There are billions of machines connected to the internet. The number was 22 billion in 2019, and this is projected to keep growing significantly over the next few years. And it is all our fault, with the average person owning around 4 connected devices and projected to grow to ~10 by 2025.
All these machines need to communicate with each other to fulfil their purpose. We've seen before an example of this, what happens when you open a Tiktok on your phone. Another common example is when you text someone. What you see as being a simple conversation on Whatsapp such as:
Is in fact much more involved. For each message that you send:
This is still a simplified view. The number of exchanges actually happening between your phone and Whatsapp's server can easily grow to hundreds, if we take into account everything that is happening under the hood.
What all these exchanges have in common however is that they're a form of communication between two devices connected to the internet, also called an Internet request.
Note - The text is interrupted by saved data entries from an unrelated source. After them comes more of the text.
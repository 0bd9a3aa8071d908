//! `jmodel.toml` loading, discovery and tracing setup.
//!
//! ```toml
//! builtin_jdk = true
//!
//! [[classpath]]
//! path = "src/main/java"
//! mode = "source"
//! encoding = "UTF-8"
//!
//! [[classpath]]
//! path = "lib/dep.jar"
//! mode = "binary"
//!
//! [logging]
//! level = "debug"
//! json = false
//! ```

use std::path::{Path, PathBuf};
use std::sync::{Once, OnceLock};

use jmodel_classpath::ClasspathEntry;
use parking_lot::ReentrantMutex;
use serde::{Deserialize, Serialize};
use thiserror::Error;
use tracing_subscriber::filter::LevelFilter;
use tracing_subscriber::layer::SubscriberExt;
use tracing_subscriber::util::SubscriberInitExt;
use tracing_subscriber::{EnvFilter, Layer};

#[derive(Debug, Clone, PartialEq, Serialize, Deserialize)]
pub struct ModelConfig {
    /// Classpath entries in lookup order; earlier entries shadow later ones.
    #[serde(default)]
    pub classpath: Vec<ClasspathEntry>,

    /// Append the built-in minimal JDK as the lowest-priority binary root.
    #[serde(default = "ModelConfig::default_builtin_jdk")]
    pub builtin_jdk: bool,

    #[serde(default)]
    pub logging: LoggingConfig,
}

impl ModelConfig {
    fn default_builtin_jdk() -> bool {
        true
    }
}

impl Default for ModelConfig {
    fn default() -> Self {
        Self {
            classpath: Vec::new(),
            builtin_jdk: Self::default_builtin_jdk(),
            logging: LoggingConfig::default(),
        }
    }
}

#[derive(Debug, Clone, PartialEq, Serialize, Deserialize)]
pub struct LoggingConfig {
    /// Simple level (`info`, `debug`, ...) or a full `EnvFilter` directive string.
    #[serde(default = "LoggingConfig::default_level")]
    pub level: String,

    /// Emit logs in JSON format.
    #[serde(default)]
    pub json: bool,
}

impl LoggingConfig {
    fn default_level() -> String {
        "warn".to_owned()
    }

    /// Lowercases bare level names and accepts `warning`; anything else is kept as a directive
    /// string. Blank means the default level.
    pub(crate) fn normalize_level_directives(input: &str) -> String {
        const LEVELS: [&str; 5] = ["trace", "debug", "info", "warn", "error"];

        let trimmed = input.trim();
        let lower = trimmed.to_ascii_lowercase();
        if trimmed.is_empty() {
            Self::default_level()
        } else if lower == "warning" {
            "warn".to_owned()
        } else if LEVELS.contains(&lower.as_str()) {
            lower
        } else {
            trimmed.to_owned()
        }
    }

    /// The effective filter: the configured level with `RUST_LOG` merged on top.
    ///
    /// Candidates are tried most specific first; an unparsable `RUST_LOG` falls back to the
    /// configured level, an unparsable level to `warn`.
    pub fn env_filter(&self) -> EnvFilter {
        let configured = Self::normalize_level_directives(&self.level);
        let from_env = std::env::var("RUST_LOG")
            .map(|value| value.trim().to_owned())
            .unwrap_or_default();

        let mut candidates = Vec::with_capacity(3);
        if !from_env.is_empty() {
            candidates.push(format!("{configured},{from_env}"));
            candidates.push(from_env);
        }
        candidates.push(configured);

        candidates
            .into_iter()
            .find_map(|directives| EnvFilter::try_new(directives).ok())
            .unwrap_or_else(|| EnvFilter::default().add_directive(LevelFilter::WARN.into()))
    }
}

impl Default for LoggingConfig {
    fn default() -> Self {
        Self {
            level: Self::default_level(),
            json: false,
        }
    }
}

#[derive(Debug, Error)]
pub enum ConfigError {
    #[error("failed to read config file {path}: {source}")]
    Io {
        path: String,
        #[source]
        source: std::io::Error,
    },
    #[error("failed to parse toml config: {0}")]
    Toml(String),
}

impl From<toml::de::Error> for ConfigError {
    fn from(err: toml::de::Error) -> Self {
        // The default `Display` embeds a source snippet; keep the message and offset only.
        let message = err.message().trim_end().to_string();
        match err.span() {
            Some(span) => ConfigError::Toml(format!("{message} (at byte {})", span.start)),
            None => ConfigError::Toml(message),
        }
    }
}

impl ModelConfig {
    /// Loads a config file. Relative classpath paths resolve against the file's directory.
    pub fn load_from_path(path: impl AsRef<Path>) -> Result<Self, ConfigError> {
        let (config, _unknown) = Self::load_from_path_with_warnings(path)?;
        Ok(config)
    }

    /// Like [`ModelConfig::load_from_path`], also returning the dotted paths of unknown keys.
    pub fn load_from_path_with_warnings(
        path: impl AsRef<Path>,
    ) -> Result<(Self, Vec<String>), ConfigError> {
        let path = path.as_ref();
        let text = std::fs::read_to_string(path).map_err(|source| ConfigError::Io {
            path: path.display().to_string(),
            source,
        })?;
        let (mut config, unknown) = Self::load_from_str_with_warnings(&text)?;
        if let Some(dir) = path.parent() {
            config.resolve_relative_paths(dir);
        }
        for key in &unknown {
            tracing::warn!(target: "jmodel.config", path = %path.display(), key = %key, "unknown config key");
        }
        Ok((config, unknown))
    }

    pub fn load_from_str_with_warnings(text: &str) -> Result<(Self, Vec<String>), ConfigError> {
        let mut unknown = Vec::new();
        let deserializer = toml::Deserializer::new(text);
        let config: ModelConfig = serde_ignored::deserialize(deserializer, |path| {
            unknown.push(path.to_string().trim_start_matches('.').to_string());
        })?;
        Ok((config, unknown))
    }

    pub fn resolve_relative_paths(&mut self, base: &Path) {
        for entry in &mut self.classpath {
            if entry.path.is_relative() {
                entry.path = base.join(&entry.path);
            }
        }
    }
}

pub const JMODEL_CONFIG_ENV_VAR: &str = "JMODEL_CONFIG_PATH";

static CONFIG_ENV_LOCK: OnceLock<ReentrantMutex<()>> = OnceLock::new();

fn config_env_lock() -> &'static ReentrantMutex<()> {
    CONFIG_ENV_LOCK.get_or_init(|| ReentrantMutex::new(()))
}

/// Runs `f` while holding the lock that config discovery takes around reading
/// [`JMODEL_CONFIG_ENV_VAR`].
pub fn with_config_env_lock<R>(f: impl FnOnce() -> R) -> R {
    let _guard = config_env_lock().lock();
    f()
}

/// Discovers the config file for `root`.
///
/// Search order:
/// 1) `JMODEL_CONFIG_PATH` (absolute or relative to `root`)
/// 2) `jmodel.toml` in `root`
/// 3) `.jmodel.toml` in `root`
pub fn discover_config_path(root: &Path) -> Option<PathBuf> {
    let _guard = config_env_lock().lock();
    if let Some(value) = std::env::var_os(JMODEL_CONFIG_ENV_VAR) {
        let candidate = PathBuf::from(value);
        let path = if candidate.is_absolute() {
            candidate
        } else {
            root.join(candidate)
        };
        return Some(path.canonicalize().unwrap_or(path));
    }

    ["jmodel.toml", ".jmodel.toml"]
        .into_iter()
        .map(|name| root.join(name))
        .find(|path| path.is_file())
        .map(|path| path.canonicalize().unwrap_or(path))
}

/// Loads the config for `root`; [`ModelConfig::default`] and `None` when there is none.
pub fn load_for_root(root: &Path) -> Result<(ModelConfig, Option<PathBuf>), ConfigError> {
    let Some(path) = discover_config_path(root) else {
        return Ok((ModelConfig::default(), None));
    };
    let config = ModelConfig::load_from_path(&path)?;
    Ok((config, Some(path)))
}

static TRACING_INIT: Once = Once::new();

/// Installs the global stderr subscriber. Later calls are no-ops.
pub fn init_tracing(config: &LoggingConfig) {
    TRACING_INIT.call_once(|| {
        let fmt = tracing_subscriber::fmt::layer()
            .with_writer(std::io::stderr)
            .with_ansi(false);
        let layer: Box<dyn Layer<_> + Send + Sync> = if config.json {
            fmt.json().boxed()
        } else {
            fmt.boxed()
        };
        let installed = tracing_subscriber::registry()
            .with(config.env_filter())
            .with(layer)
            .try_init();
        if installed.is_err() {
            tracing::debug!(target: "jmodel.config", "global tracing subscriber already installed");
        }
    });
}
This is what we will be discussing over this article, hopefully giving you an expansive understanding of how information is transported over the internet and the various kinds of requests there is.
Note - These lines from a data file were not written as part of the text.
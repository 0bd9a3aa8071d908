mod suite;
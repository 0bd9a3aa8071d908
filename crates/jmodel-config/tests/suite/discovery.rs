use std::ffi::OsString;
use std::sync::Mutex;

use jmodel_config::{discover_config_path, load_for_root, ModelConfig, JMODEL_CONFIG_ENV_VAR};
use tempfile::tempdir;

static ENV_LOCK: Mutex<()> = Mutex::new(());

struct EnvVarGuard {
    key: &'static str,
    prev: Option<OsString>,
}

impl EnvVarGuard {
    fn set(key: &'static str, value: &std::path::Path) -> Self {
        let prev = std::env::var_os(key);
        std::env::set_var(key, value);
        Self { key, prev }
    }

    fn unset(key: &'static str) -> Self {
        let prev = std::env::var_os(key);
        std::env::remove_var(key);
        Self { key, prev }
    }
}

impl Drop for EnvVarGuard {
    fn drop(&mut self) {
        match &self.prev {
            Some(v) => std::env::set_var(self.key, v),
            None => std::env::remove_var(self.key),
        }
    }
}

#[test]
fn discovers_jmodel_toml_before_dot_file() {
    let _lock = ENV_LOCK.lock().expect("ENV_LOCK mutex poisoned");
    let _env = EnvVarGuard::unset(JMODEL_CONFIG_ENV_VAR);

    let dir = tempdir().unwrap();
    let hidden = dir.path().join(".jmodel.toml");
    std::fs::write(&hidden, "builtin_jdk = false\n").unwrap();
    assert_eq!(
        discover_config_path(dir.path()),
        Some(hidden.canonicalize().unwrap_or(hidden))
    );

    let visible = dir.path().join("jmodel.toml");
    std::fs::write(&visible, "builtin_jdk = true\n").unwrap();
    assert_eq!(
        discover_config_path(dir.path()),
        Some(visible.canonicalize().unwrap_or(visible))
    );
}

#[test]
fn env_var_overrides_discovery() {
    let _lock = ENV_LOCK.lock().expect("ENV_LOCK mutex poisoned");

    let dir = tempdir().unwrap();
    std::fs::write(dir.path().join("jmodel.toml"), "builtin_jdk = true\n").unwrap();
    let custom = dir.path().join("custom.toml");
    std::fs::write(&custom, "builtin_jdk = false\n").unwrap();

    let _env = EnvVarGuard::set(JMODEL_CONFIG_ENV_VAR, &custom);
    let (config, path) = load_for_root(dir.path()).unwrap();
    assert!(!config.builtin_jdk);
    assert_eq!(path, Some(custom.canonicalize().unwrap_or(custom)));
}

#[test]
fn missing_config_yields_defaults() {
    let _lock = ENV_LOCK.lock().expect("ENV_LOCK mutex poisoned");
    let _env = EnvVarGuard::unset(JMODEL_CONFIG_ENV_VAR);

    let dir = tempdir().unwrap();
    let (config, path) = load_for_root(dir.path()).unwrap();
    assert_eq!(config, ModelConfig::default());
    assert!(config.builtin_jdk);
    assert_eq!(path, None);
}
There will be a fair amount of technical words introduced which you can use as a starting point to deepen your understanding, or completely forget about after reading the article. The concepts we'll cover are more important than technical jargon and I hope you'll carry them over with you. I am also playing it relatively loose with the chronology of events. My goal is to introduce you to the concepts at hand, rather than make you a computer historian.
The Internet is a giant computer network spanning the globe. The technology underlying it was envisioned in the 60s as a way to link together the few networks that existed at the time, which belonged to large companies and top universities in the US. The project was named ArpaNET and mostly funded by the American DARPA agency.
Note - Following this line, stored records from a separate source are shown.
//! Name resolution and binding of source declarations.
//!
//! Simple type names resolve in this order: method type parameters, then for each enclosing
//! class from the innermost outwards its member types (declared or inherited) and its type
//! parameters, then the unit's own top-level types, single-type imports, the current package,
//! on-demand imports and finally `java.lang`.

use std::cell::RefCell;
use std::collections::{HashSet, VecDeque};
use std::sync::{Arc, OnceLock};

use jmodel_syntax::ast::{
    self, Expr, MethodDecl, ParamDecl, TypeDecl, TypeDeclKind, TypeParamDecl, TypeRef, TypeRefKind,
    TypeRefSegment, WildcardBound,
};
use jmodel_syntax::Span;

use crate::binding::{
    qualified_from_binary, AnnotationBinding, ClassBinding, ClassKind, ClassRef, ConstValue,
    FieldBinding, MethodBinding, ParamBinding, TypeBinding, TypeParamBinding, TypeVarOwner,
    TypeVarRef, ValueBinding, WildcardKind,
};
use crate::flags::Modifiers;

use super::binary;
use super::state::{qualify, EnvState, SourceTypeLoc, SourceUnit, TypeLoc};

/// Lexical context for names written in a compilation unit.
#[derive(Clone, Debug)]
pub(crate) struct Scope {
    pub(crate) unit: Arc<SourceUnit>,
    /// Enclosing classes by binary name, outermost first.
    pub(crate) classes: Vec<String>,
    /// Resolving the `extends`/`implements` clause of the innermost class: its type parameters
    /// are visible, its members are not.
    pub(crate) header: bool,
    pub(crate) method: Option<MethodScope>,
}

#[derive(Clone, Debug)]
pub(crate) struct MethodScope {
    pub(crate) type_params: Vec<String>,
    pub(crate) owner: TypeVarOwner,
}

impl Scope {
    pub(crate) fn unit(unit: &Arc<SourceUnit>) -> Self {
        Scope {
            unit: unit.clone(),
            classes: Vec::new(),
            header: false,
            method: None,
        }
    }

    /// Names outside any written unit, optionally inside one (binary) class.
    pub(crate) fn detached(unit: &Arc<SourceUnit>, class: Option<String>) -> Self {
        Scope {
            classes: class.into_iter().collect(),
            ..Scope::unit(unit)
        }
    }

    pub(crate) fn for_type(loc: &SourceTypeLoc) -> Self {
        Scope {
            unit: loc.unit.clone(),
            classes: loc.chain.to_vec(),
            header: false,
            method: None,
        }
    }

    pub(crate) fn header(loc: &SourceTypeLoc) -> Self {
        Scope {
            header: true,
            ..Scope::for_type(loc)
        }
    }

    pub(crate) fn for_method(loc: &SourceTypeLoc, method: &MethodDecl) -> Self {
        Scope {
            method: Some(MethodScope {
                type_params: method.type_params.iter().map(|p| p.name.clone()).collect(),
                owner: method_var_owner(loc.binary_name(), &method.name, method.params.len()),
            }),
            ..Scope::for_type(loc)
        }
    }
}

pub(crate) fn method_var_owner(class: &str, method: &str, arity: usize) -> TypeVarOwner {
    TypeVarOwner::Method {
        class: class.to_string(),
        method: method.to_string(),
        arity,
    }
}

thread_local! {
    static ACTIVE: RefCell<HashSet<(usize, String)>> = RefCell::new(HashSet::new());
}

struct ActiveGuard((usize, String));

impl Drop for ActiveGuard {
    fn drop(&mut self) {
        ACTIVE.with(|active| {
            active.borrow_mut().remove(&self.0);
        });
    }
}

impl EnvState {
    /// Runs `f` unless the same computation is already in progress on this thread, which only
    /// happens for cyclic declarations.
    pub(crate) fn guarded<R>(&self, key: String, f: impl FnOnce() -> R) -> Option<R> {
        let token = (self as *const EnvState as usize, key);
        let fresh = ACTIVE.with(|active| active.borrow_mut().insert(token.clone()));
        if !fresh {
            tracing::trace!(target: "jmodel.env", key = %token.1, "cycle cut");
            return None;
        }
        let _guard = ActiveGuard(token);
        Some(f())
    }
}

pub(crate) fn class_kind(kind: TypeDeclKind) -> ClassKind {
    match kind {
        TypeDeclKind::Class => ClassKind::Class,
        TypeDeclKind::Interface => ClassKind::Interface,
        TypeDeclKind::Enum => ClassKind::Enum,
        TypeDeclKind::Annotation => ClassKind::Annotation,
        TypeDeclKind::Record => ClassKind::Record,
    }
}

pub(crate) fn keyword_modifiers(modifiers: &ast::Modifiers) -> Modifiers {
    modifiers
        .keywords
        .iter()
        .filter_map(|keyword| Modifiers::from_keyword(keyword.keyword()))
        .fold(Modifiers::NONE, |acc, flag| acc | flag)
}

/// Declared plus implicit modifiers, as a compiler would record them.
pub(crate) fn class_modifiers(loc: &SourceTypeLoc) -> Modifiers {
    let decl = &loc.decl;
    let kind = class_kind(decl.kind);
    let mut modifiers = keyword_modifiers(&decl.modifiers);
    match kind {
        ClassKind::Interface | ClassKind::Annotation => modifiers |= Modifiers::ABSTRACT,
        ClassKind::Enum => {
            if !decl.enum_constants.iter().any(|constant| constant.has_body) {
                modifiers |= Modifiers::FINAL;
            }
        }
        ClassKind::Record => modifiers |= Modifiers::FINAL,
        ClassKind::Class => {}
    }
    if let Some(parent) = loc.enclosing() {
        if kind != ClassKind::Class {
            modifiers |= Modifiers::STATIC;
        }
        if class_kind(parent.decl.kind).is_interface() {
            modifiers |= Modifiers::PUBLIC | Modifiers::STATIC;
        }
    }
    modifiers
}

pub(crate) fn field_modifiers(field: &ast::FieldDecl, owner: ClassKind) -> Modifiers {
    let mut modifiers = keyword_modifiers(&field.modifiers);
    if owner.is_interface() {
        modifiers |= Modifiers::PUBLIC | Modifiers::STATIC | Modifiers::FINAL;
    }
    modifiers
}

pub(crate) const ENUM_CONSTANT_MODIFIERS: Modifiers = Modifiers::PUBLIC
    .union(Modifiers::STATIC)
    .union(Modifiers::FINAL);

pub(crate) const RECORD_COMPONENT_MODIFIERS: Modifiers = Modifiers::PRIVATE.union(Modifiers::FINAL);

pub(crate) fn method_modifiers(method: &MethodDecl, owner: ClassKind) -> Modifiers {
    let mut modifiers = keyword_modifiers(&method.modifiers);
    if owner.is_interface() {
        if !modifiers.contains(Modifiers::PRIVATE) {
            modifiers |= Modifiers::PUBLIC;
        }
        let concrete = Modifiers::STATIC | Modifiers::DEFAULT | Modifiers::PRIVATE;
        if method.body_range.is_none() && !modifiers.intersects(concrete) {
            modifiers |= Modifiers::ABSTRACT;
        }
    }
    if owner == ClassKind::Enum && method.is_constructor {
        modifiers |= Modifiers::PRIVATE;
    }
    modifiers
}

fn access_modifiers(modifiers: Modifiers) -> Modifiers {
    let access = Modifiers::PUBLIC | Modifiers::PROTECTED | Modifiers::PRIVATE;
    Modifiers::from_bits(modifiers.bits() & access.bits())
}

/// Position of a field in a source declaration, in the order the model lists fields.
#[derive(Clone, Copy, Debug, PartialEq, Eq, Hash)]
pub(crate) enum FieldSlot {
    EnumConstant(usize),
    Declared { member: usize, declarator: usize },
    RecordComponent(usize),
}

/// Position of a method in a source declaration. All but `Declared` are implicit members the
/// compiler adds; of those only `values` and `valueOf` are hidden from the model.
#[derive(Clone, Copy, Debug, PartialEq, Eq, Hash)]
pub(crate) enum MethodSlot {
    Declared(usize),
    RecordConstructor,
    RecordAccessor(usize),
    RecordToString,
    RecordHashCode,
    RecordEquals,
    DefaultConstructor,
    EnumValues,
    EnumValueOf,
}

impl MethodSlot {
    pub(crate) fn is_generated(self) -> bool {
        matches!(self, MethodSlot::EnumValues | MethodSlot::EnumValueOf)
    }
}

pub(crate) fn field_slots(decl: &TypeDecl) -> Vec<FieldSlot> {
    let mut slots: Vec<FieldSlot> = (0..decl.enum_constants.len())
        .map(FieldSlot::EnumConstant)
        .collect();
    for (member, item) in decl.members.iter().enumerate() {
        if let ast::MemberDecl::Field(field) = item {
            slots.extend(
                (0..field.declarators.len())
                    .map(|declarator| FieldSlot::Declared { member, declarator }),
            );
        }
    }
    slots.extend((0..decl.record_components.len()).map(FieldSlot::RecordComponent));
    slots
}

pub(crate) fn method_slots(decl: &TypeDecl) -> Vec<MethodSlot> {
    let mut slots = Vec::new();
    let mut has_constructor = false;
    for (idx, member) in decl.members.iter().enumerate() {
        if let ast::MemberDecl::Method(method) = member {
            has_constructor |= method.is_constructor;
            slots.push(MethodSlot::Declared(idx));
        }
    }
    match decl.kind {
        TypeDeclKind::Record => {
            let arity = decl.record_components.len();
            let canonical_declared = decl
                .methods()
                .any(|method| method.is_constructor && method.params.len() == arity);
            if !canonical_declared {
                slots.push(MethodSlot::RecordConstructor);
            }
            for (idx, component) in decl.record_components.iter().enumerate() {
                let declared = decl
                    .methods()
                    .any(|method| method.name == component.name && method.params.is_empty());
                if !declared {
                    slots.push(MethodSlot::RecordAccessor(idx));
                }
            }
            let declares = |name: &str, arity: usize| {
                decl.methods().any(|method| {
                    !method.is_constructor
                        && method.name == name
                        && method.params.len() == arity
                        && method.params.iter().all(|param| {
                            matches!(param.ty.erased_text().as_str(), "Object" | "java.lang.Object")
                        })
                })
            };
            if !declares("toString", 0) {
                slots.push(MethodSlot::RecordToString);
            }
            if !declares("hashCode", 0) {
                slots.push(MethodSlot::RecordHashCode);
            }
            if !declares("equals", 1) {
                slots.push(MethodSlot::RecordEquals);
            }
        }
        TypeDeclKind::Class | TypeDeclKind::Enum if !has_constructor => {
            slots.push(MethodSlot::DefaultConstructor);
        }
        _ => {}
    }
    if decl.kind == TypeDeclKind::Enum {
        slots.push(MethodSlot::EnumValues);
        slots.push(MethodSlot::EnumValueOf);
    }
    slots
}

/// A field declaration seen through its slot.
pub(crate) struct FieldView<'a> {
    pub(crate) name: &'a str,
    pub(crate) modifiers: Modifiers,
    /// `None` for enum constants, whose type is the enum itself.
    pub(crate) ty: Option<TypeRef>,
    pub(crate) initializer: Option<&'a Expr>,
    pub(crate) annotations: &'a [ast::Annotation],
    pub(crate) is_enum_constant: bool,
}

pub(crate) fn field_view(decl: &TypeDecl, slot: FieldSlot) -> Option<FieldView<'_>> {
    let owner = class_kind(decl.kind);
    match slot {
        FieldSlot::EnumConstant(idx) => {
            let constant = decl.enum_constants.get(idx)?;
            Some(FieldView {
                name: &constant.name,
                modifiers: ENUM_CONSTANT_MODIFIERS,
                ty: None,
                initializer: None,
                annotations: &constant.annotations,
                is_enum_constant: true,
            })
        }
        FieldSlot::Declared { member, declarator } => {
            let ast::MemberDecl::Field(field) = decl.members.get(member)? else {
                return None;
            };
            let var = field.declarators.get(declarator)?;
            Some(FieldView {
                name: &var.name,
                modifiers: field_modifiers(field, owner),
                ty: Some(field.ty.clone().with_dims(var.dims, field.ty.range)),
                initializer: var.initializer.as_ref(),
                annotations: &field.modifiers.annotations,
                is_enum_constant: false,
            })
        }
        FieldSlot::RecordComponent(idx) => {
            let component = decl.record_components.get(idx)?;
            Some(FieldView {
                name: &component.name,
                modifiers: RECORD_COMPONENT_MODIFIERS,
                ty: Some(param_type(component)),
                initializer: None,
                annotations: &component.modifiers.annotations,
                is_enum_constant: false,
            })
        }
    }
}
While the concept of a "Network of Networks" is intriguing, what is a computer network in the first place?
Historical anecdote time: early computers were big, costly, and shared by multiple people in the same organization, allowing them to "have time with the computer". These early systems allowed their users to communicate with each other using a concept similar to email. Assuming you knew the username of the person you wanted to communicate with, you could leave them a message and they'll be able to see it next time they connect to this shared machine. The "To" field contained something as simple as "feynman".
This was very convenient for business and research. A researcher could finish their seismic modeling calculations, and send the result via mail to a collaborator very conveniently. Similarly, an analyst could crunch the sales numbers from last quarter and send it to sales to produce a report for the VPs.
But all of this happened in isolation. In order to communicate with someone, they had to have an account on the same machine you sent the message from. Want to collaborate on a project with a professor from another university? Tough luck.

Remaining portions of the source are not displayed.